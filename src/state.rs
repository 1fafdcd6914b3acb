//! Session state and the immutable snapshots emitted on every transition.
//!
//! [`SessionState`] is never stored. It is computed from what the session
//! holds (a file, a request in flight, a live artifact, an error message),
//! so the state and the resources it describes cannot drift apart.

use crate::artifact::ArtifactInfo;
use serde::{Deserialize, Serialize};
use std::fmt;
use std::time::SystemTime;

/// The five states of a conversion session.
#[derive(Debug, Clone, Copy, PartialEq, Eq, Hash, Serialize, Deserialize)]
#[serde(rename_all = "snake_case")]
pub enum SessionState {
    /// Nothing selected.
    Idle,
    /// A file is selected and no result exists for it yet.
    FileSelected,
    /// A request is in flight.
    Converting,
    /// A downloadable archive is live.
    Succeeded,
    /// The last submission failed; an error message is set.
    Failed,
}

impl SessionState {
    /// Derive the state from the session's holdings.
    ///
    /// The in-flight flag wins, then the artifact, then the error.
    pub fn derive(has_file: bool, in_flight: bool, has_artifact: bool, has_error: bool) -> Self {
        if in_flight {
            SessionState::Converting
        } else if has_artifact {
            SessionState::Succeeded
        } else if has_error {
            SessionState::Failed
        } else if has_file {
            SessionState::FileSelected
        } else {
            SessionState::Idle
        }
    }
}

impl fmt::Display for SessionState {
    fn fmt(&self, f: &mut fmt::Formatter<'_>) -> fmt::Result {
        let s = match self {
            SessionState::Idle => "idle",
            SessionState::FileSelected => "file selected",
            SessionState::Converting => "converting",
            SessionState::Succeeded => "succeeded",
            SessionState::Failed => "failed",
        };
        f.write_str(s)
    }
}

/// What a snapshot reveals about the selected input.
#[derive(Debug, Clone, PartialEq, Eq, Serialize)]
pub struct SelectedFile {
    /// File name as selected, including its extension.
    pub name: String,
    /// Content length in bytes.
    pub size: u64,
    /// When the file was selected.
    pub selected_at: SystemTime,
}

/// Immutable view of a session, emitted after every transition.
#[derive(Debug, Clone, PartialEq, Serialize)]
pub struct SessionSnapshot {
    /// Increments by one on every transition.
    pub revision: u64,
    pub state: SessionState,
    pub file: Option<SelectedFile>,
    pub error: Option<String>,
    pub artifact: Option<ArtifactInfo>,
}

impl SessionSnapshot {
    /// The snapshot of a freshly constructed session.
    pub fn initial() -> Self {
        Self {
            revision: 0,
            state: SessionState::Idle,
            file: None,
            error: None,
            artifact: None,
        }
    }

    /// The binary busy flag.
    pub fn is_busy(&self) -> bool {
        self.state == SessionState::Converting
    }

    /// Whether "Convert" is available.
    pub fn can_submit(&self) -> bool {
        self.state == SessionState::FileSelected
    }

    /// Whether the selected file can be re-submitted after a failure.
    pub fn can_retry(&self) -> bool {
        self.state == SessionState::Failed
    }

    /// Whether "Clear" is available: not busy, and something to clear.
    pub fn can_clear(&self) -> bool {
        !self.is_busy() && (self.file.is_some() || self.artifact.is_some())
    }

    /// Whether a converted archive can be downloaded.
    pub fn can_download(&self) -> bool {
        self.state == SessionState::Succeeded
    }
}

#[cfg(test)]
mod tests {
    use super::*;

    #[test]
    fn derive_precedence() {
        use SessionState::*;
        assert_eq!(SessionState::derive(false, false, false, false), Idle);
        assert_eq!(SessionState::derive(true, false, false, false), FileSelected);
        assert_eq!(SessionState::derive(true, true, false, false), Converting);
        assert_eq!(SessionState::derive(true, false, true, false), Succeeded);
        assert_eq!(SessionState::derive(true, false, false, true), Failed);
    }

    #[test]
    fn initial_snapshot_affordances() {
        let s = SessionSnapshot::initial();
        assert_eq!(s.state, SessionState::Idle);
        assert!(!s.is_busy());
        assert!(!s.can_submit());
        assert!(!s.can_clear());
        assert!(!s.can_download());
    }

    #[test]
    fn state_serialises_snake_case() {
        let json = serde_json::to_string(&SessionState::FileSelected).unwrap();
        assert_eq!(json, "\"file_selected\"");
    }
}
//! Error types for the edgequake-docx2png library.
//!
//! Two distinct error types reflect two distinct failure modes:
//!
//! * [`Docx2PngError`] (**returned**): the caller asked for something that
//!   cannot happen right now (unreadable input, a second submission while one
//!   is in flight, a download before anything was converted). Returned as
//!   `Err(Docx2PngError)` from session operations and the `convert*` helpers.
//!
//! * [`ConversionFailure`] (**stored**): the conversion service could not be
//!   reached or answered with an error. It never escapes
//!   [`crate::session::Session::submit`]; instead it is collapsed into the
//!   session's error message and the session moves to
//!   [`crate::state::SessionState::Failed`].

use crate::state::SessionState;
use std::path::PathBuf;
use thiserror::Error;

/// All errors returned to callers of the edgequake-docx2png library.
///
/// Service-side failures use [`ConversionFailure`] and are stored in the
/// session rather than propagated here.
#[derive(Debug, Error)]
pub enum Docx2PngError {
    // ── Input errors ──────────────────────────────────────────────────────
    /// Input file was not found at the given path.
    #[error("Input file not found: '{path}'\nCheck the path exists and is readable.")]
    FileNotFound { path: PathBuf },

    /// Process does not have read permission on the file.
    #[error("Permission denied reading '{path}'\nTry: chmod +r {path:?}")]
    PermissionDenied { path: PathBuf },

    /// The file exists but could not be read.
    #[error("Failed to read '{path}': {source}")]
    ReadFailed {
        path: PathBuf,
        #[source]
        source: std::io::Error,
    },

    // ── Session errors ────────────────────────────────────────────────────
    /// A conversion is in flight; the session refuses to change underneath it.
    #[error("A conversion is already in progress")]
    Busy,

    /// `submit()` was called before any file was selected.
    #[error("No file selected.\nSelect a document before converting.")]
    NoFileSelected,

    /// The requested operation has no transition from the current state.
    #[error("Cannot {action} while the session is {state}")]
    InvalidTransition {
        action: &'static str,
        state: SessionState,
    },

    /// A download was requested but no converted archive is live.
    #[error("No converted archive is available (session is {state})")]
    NoArtifact { state: SessionState },

    // ── Artifact errors ───────────────────────────────────────────────────
    /// The artifact store could not hold the converted payload.
    #[error("Failed to store conversion result: {0}")]
    ArtifactStore(String),

    /// A handle was used after its artifact had been released.
    #[error("Artifact {id} is not live")]
    UnknownArtifact { id: u64 },

    /// Could not create or write the downloaded archive.
    #[error("Failed to write output file '{path}': {source}")]
    OutputWriteFailed {
        path: PathBuf,
        #[source]
        source: std::io::Error,
    },

    // ── Conversion errors (one-shot API only) ─────────────────────────────
    /// The one-shot helpers surface the session's error message as an `Err`.
    #[error("Conversion of '{file}' failed: {message}")]
    ConversionFailed { file: String, message: String },

    // ── Config errors ─────────────────────────────────────────────────────
    /// Builder validation failed.
    #[error("Invalid configuration: {0}")]
    InvalidConfig(String),

    // ── Catch-all ─────────────────────────────────────────────────────────
    /// Unexpected internal error.
    #[error("Internal error: {0}")]
    Internal(String),
}

/// Why a submission did not produce an archive.
///
/// Both variants end in the same place for the user (one error message, the
/// `Failed` state); the distinction only matters when deriving that message.
#[derive(Debug, Clone, PartialEq, Eq, Error, serde::Serialize, serde::Deserialize)]
pub enum ConversionFailure {
    /// The exchange never completed: connection refused, DNS, timeout,
    /// or a body that could not be read.
    #[error("transport error: {reason}")]
    Transport { reason: String },

    /// The service answered with a non-success status.
    #[error("service returned HTTP {status}{}", .reason.as_deref().map(|r| format!(": {r}")).unwrap_or_default())]
    Service { status: u16, reason: Option<String> },
}

impl ConversionFailure {
    /// The message shown to the user.
    ///
    /// A service failure carrying a decoded reason shows that reason verbatim;
    /// everything else shows `fallback`.
    pub fn user_message(&self, fallback: &str) -> String {
        match self {
            ConversionFailure::Service {
                reason: Some(reason),
                ..
            } => reason.clone(),
            _ => fallback.to_string(),
        }
    }

    /// True when the service was never heard from.
    pub fn is_transport(&self) -> bool {
        matches!(self, ConversionFailure::Transport { .. })
    }
}

#[cfg(test)]
mod tests {
    use super::*;

    #[test]
    fn service_reason_is_user_message() {
        let f = ConversionFailure::Service {
            status: 500,
            reason: Some("bad format".into()),
        };
        assert_eq!(f.user_message("Conversion failed"), "bad format");
        assert!(!f.is_transport());
    }

    #[test]
    fn service_without_reason_uses_fallback() {
        let f = ConversionFailure::Service {
            status: 502,
            reason: None,
        };
        assert_eq!(f.user_message("Conversion failed"), "Conversion failed");
        assert_eq!(f.to_string(), "service returned HTTP 502");
    }

    #[test]
    fn transport_always_uses_fallback() {
        let f = ConversionFailure::Transport {
            reason: "connection refused".into(),
        };
        assert_eq!(f.user_message("Conversion failed"), "Conversion failed");
        assert!(f.is_transport());
        assert!(f.to_string().contains("connection refused"));
    }

    #[test]
    fn invalid_transition_display() {
        let e = Docx2PngError::InvalidTransition {
            action: "submit",
            state: SessionState::Succeeded,
        };
        let msg = e.to_string();
        assert!(msg.contains("submit"), "got: {msg}");
        assert!(msg.contains("succeeded"), "got: {msg}");
    }

    #[test]
    fn conversion_failed_display() {
        let e = Docx2PngError::ConversionFailed {
            file: "x.docx".into(),
            message: "bad format".into(),
        };
        assert!(e.to_string().contains("x.docx"));
        assert!(e.to_string().contains("bad format"));
    }
}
****************
■ Task objective ■
In the records, which lines mention the word "library"? Copy those lines.

■ Solution for this exercise ■
//! Error types for the edgequake-docx2png library.
/// All errors returned to callers of the edgequake-docx2png library.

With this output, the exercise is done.